[Collected data]
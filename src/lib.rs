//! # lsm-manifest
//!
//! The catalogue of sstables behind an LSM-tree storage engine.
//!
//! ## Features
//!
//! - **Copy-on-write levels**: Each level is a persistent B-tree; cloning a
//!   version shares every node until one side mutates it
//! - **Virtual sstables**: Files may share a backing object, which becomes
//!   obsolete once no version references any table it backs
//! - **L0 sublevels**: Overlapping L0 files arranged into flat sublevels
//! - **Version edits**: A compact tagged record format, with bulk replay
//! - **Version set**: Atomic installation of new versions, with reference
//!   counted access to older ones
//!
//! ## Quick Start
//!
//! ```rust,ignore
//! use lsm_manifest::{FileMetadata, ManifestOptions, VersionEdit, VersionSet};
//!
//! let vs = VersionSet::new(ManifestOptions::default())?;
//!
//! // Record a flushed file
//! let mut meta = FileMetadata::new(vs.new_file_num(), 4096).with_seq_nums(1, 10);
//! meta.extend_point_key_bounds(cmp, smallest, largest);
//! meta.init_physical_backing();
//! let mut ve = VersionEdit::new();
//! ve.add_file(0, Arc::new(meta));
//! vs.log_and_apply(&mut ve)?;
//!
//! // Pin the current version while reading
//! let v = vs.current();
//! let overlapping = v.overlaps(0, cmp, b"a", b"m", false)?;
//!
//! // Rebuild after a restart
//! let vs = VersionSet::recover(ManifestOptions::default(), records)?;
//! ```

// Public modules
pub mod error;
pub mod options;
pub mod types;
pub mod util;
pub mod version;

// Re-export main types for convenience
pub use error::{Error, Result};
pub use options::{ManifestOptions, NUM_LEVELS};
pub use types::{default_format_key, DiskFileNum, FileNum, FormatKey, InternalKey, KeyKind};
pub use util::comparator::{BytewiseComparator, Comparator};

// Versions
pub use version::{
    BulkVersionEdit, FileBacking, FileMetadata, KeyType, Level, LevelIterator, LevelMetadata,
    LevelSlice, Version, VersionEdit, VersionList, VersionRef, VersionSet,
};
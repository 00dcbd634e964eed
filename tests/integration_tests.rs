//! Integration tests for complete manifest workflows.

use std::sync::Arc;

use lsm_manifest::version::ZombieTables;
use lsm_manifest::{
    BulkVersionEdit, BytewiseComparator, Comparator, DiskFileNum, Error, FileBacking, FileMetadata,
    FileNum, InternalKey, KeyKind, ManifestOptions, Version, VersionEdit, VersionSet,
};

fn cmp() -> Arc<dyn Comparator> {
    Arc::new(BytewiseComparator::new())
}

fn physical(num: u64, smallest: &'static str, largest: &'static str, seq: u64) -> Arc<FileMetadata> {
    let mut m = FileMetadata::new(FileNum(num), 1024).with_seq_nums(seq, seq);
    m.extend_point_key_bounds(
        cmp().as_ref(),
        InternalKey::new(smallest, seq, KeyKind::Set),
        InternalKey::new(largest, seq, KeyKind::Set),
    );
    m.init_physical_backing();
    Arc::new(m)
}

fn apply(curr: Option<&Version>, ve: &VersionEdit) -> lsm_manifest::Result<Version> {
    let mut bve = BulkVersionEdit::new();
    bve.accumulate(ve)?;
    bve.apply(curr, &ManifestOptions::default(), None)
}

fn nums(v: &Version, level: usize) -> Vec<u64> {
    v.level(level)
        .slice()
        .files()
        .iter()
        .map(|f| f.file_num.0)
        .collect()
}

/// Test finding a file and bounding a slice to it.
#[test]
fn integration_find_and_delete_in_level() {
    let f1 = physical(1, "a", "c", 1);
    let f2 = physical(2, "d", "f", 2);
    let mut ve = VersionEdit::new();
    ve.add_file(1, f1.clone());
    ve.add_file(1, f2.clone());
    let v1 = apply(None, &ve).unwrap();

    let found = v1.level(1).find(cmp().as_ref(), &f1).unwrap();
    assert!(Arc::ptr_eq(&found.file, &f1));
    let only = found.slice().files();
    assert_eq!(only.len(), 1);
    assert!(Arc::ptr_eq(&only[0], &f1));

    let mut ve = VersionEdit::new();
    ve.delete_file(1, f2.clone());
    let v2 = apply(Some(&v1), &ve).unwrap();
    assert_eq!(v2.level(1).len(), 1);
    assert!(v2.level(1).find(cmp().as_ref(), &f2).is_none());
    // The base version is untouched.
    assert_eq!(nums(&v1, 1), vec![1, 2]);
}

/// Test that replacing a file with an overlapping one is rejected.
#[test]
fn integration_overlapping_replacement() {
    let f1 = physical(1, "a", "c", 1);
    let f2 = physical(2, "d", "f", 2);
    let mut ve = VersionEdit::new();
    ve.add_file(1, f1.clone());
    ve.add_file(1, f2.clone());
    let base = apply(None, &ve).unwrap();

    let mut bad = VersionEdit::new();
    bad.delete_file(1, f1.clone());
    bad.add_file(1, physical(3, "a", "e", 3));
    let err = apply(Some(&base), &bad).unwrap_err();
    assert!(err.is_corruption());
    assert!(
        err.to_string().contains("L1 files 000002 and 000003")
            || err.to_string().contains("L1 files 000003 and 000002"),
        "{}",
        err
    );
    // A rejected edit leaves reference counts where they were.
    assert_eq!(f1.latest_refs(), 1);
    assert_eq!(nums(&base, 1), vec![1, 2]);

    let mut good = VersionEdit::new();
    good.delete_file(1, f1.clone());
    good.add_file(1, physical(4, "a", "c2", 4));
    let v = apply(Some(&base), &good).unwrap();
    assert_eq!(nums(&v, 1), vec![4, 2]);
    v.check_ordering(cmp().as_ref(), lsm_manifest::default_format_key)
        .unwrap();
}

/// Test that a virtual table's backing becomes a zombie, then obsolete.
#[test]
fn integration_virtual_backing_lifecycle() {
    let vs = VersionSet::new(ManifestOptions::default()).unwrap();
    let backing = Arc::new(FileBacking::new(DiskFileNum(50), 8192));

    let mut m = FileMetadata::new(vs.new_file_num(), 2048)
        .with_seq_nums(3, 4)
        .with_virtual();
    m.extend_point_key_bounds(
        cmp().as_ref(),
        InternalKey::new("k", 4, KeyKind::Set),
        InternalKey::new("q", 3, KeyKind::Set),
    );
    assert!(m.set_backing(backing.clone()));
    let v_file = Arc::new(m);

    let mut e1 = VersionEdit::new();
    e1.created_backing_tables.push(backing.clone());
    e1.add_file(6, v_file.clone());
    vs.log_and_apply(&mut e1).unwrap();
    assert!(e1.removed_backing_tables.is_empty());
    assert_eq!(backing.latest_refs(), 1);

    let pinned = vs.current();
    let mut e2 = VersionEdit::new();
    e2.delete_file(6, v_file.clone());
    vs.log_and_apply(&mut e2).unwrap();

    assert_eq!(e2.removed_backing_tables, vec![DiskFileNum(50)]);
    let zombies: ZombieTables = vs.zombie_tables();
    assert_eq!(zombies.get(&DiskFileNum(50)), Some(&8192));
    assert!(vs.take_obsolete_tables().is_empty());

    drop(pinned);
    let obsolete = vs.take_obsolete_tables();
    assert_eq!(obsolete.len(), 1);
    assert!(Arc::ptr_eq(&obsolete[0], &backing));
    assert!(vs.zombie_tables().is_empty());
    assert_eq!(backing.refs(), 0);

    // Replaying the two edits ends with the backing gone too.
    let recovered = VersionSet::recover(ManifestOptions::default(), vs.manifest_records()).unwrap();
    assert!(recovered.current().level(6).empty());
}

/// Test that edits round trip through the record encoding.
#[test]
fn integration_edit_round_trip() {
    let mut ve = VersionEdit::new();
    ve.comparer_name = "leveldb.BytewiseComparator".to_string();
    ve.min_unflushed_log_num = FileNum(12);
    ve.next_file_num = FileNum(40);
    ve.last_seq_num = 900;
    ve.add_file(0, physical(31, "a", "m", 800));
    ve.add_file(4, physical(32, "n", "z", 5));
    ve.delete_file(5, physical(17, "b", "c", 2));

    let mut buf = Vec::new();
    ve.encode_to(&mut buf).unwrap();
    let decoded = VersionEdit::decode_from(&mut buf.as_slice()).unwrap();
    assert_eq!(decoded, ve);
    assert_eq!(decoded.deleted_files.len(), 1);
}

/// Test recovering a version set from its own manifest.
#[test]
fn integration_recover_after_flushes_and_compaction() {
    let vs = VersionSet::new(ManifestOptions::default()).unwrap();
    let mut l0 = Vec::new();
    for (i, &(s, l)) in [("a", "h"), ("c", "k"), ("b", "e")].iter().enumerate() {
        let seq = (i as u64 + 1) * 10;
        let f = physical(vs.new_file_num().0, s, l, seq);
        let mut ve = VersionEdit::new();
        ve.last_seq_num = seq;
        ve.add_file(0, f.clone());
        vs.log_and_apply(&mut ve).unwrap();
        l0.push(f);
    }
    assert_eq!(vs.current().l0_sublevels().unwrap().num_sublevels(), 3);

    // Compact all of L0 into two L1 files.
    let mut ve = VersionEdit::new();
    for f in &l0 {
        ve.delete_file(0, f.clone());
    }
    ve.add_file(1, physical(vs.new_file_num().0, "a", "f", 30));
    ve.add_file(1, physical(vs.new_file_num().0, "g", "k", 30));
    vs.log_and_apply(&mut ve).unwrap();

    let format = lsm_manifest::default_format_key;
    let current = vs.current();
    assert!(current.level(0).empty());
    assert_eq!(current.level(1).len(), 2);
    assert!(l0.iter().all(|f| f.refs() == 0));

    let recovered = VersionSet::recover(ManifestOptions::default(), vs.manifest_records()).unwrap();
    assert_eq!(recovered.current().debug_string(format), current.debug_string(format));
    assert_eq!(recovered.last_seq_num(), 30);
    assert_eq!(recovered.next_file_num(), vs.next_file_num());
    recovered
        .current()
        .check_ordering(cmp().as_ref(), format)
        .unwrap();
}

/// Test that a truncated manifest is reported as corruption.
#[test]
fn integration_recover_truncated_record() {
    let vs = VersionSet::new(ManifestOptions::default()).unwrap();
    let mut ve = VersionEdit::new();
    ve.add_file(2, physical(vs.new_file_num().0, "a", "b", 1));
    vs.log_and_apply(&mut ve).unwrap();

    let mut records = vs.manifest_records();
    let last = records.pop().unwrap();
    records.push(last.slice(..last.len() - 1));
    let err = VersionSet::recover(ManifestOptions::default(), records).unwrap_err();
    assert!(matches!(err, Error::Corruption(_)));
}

| PROBLEM REQUIREMENTS |
Above are the entries; copy out every line among them that contains the word "DiskFileNum".

| FINISHED TASK |
pub use types::{default_format_key, DiskFileNum, FileNum, FormatKey, InternalKey, KeyKind};
    BulkVersionEdit, BytewiseComparator, Comparator, DiskFileNum, Error, FileBacking, FileMetadata,
    let backing = Arc::new(FileBacking::new(DiskFileNum(50), 8192));
    assert_eq!(e2.removed_backing_tables, vec![DiskFileNum(50)]);
    assert_eq!(zombies.get(&DiskFileNum(50)), Some(&8192));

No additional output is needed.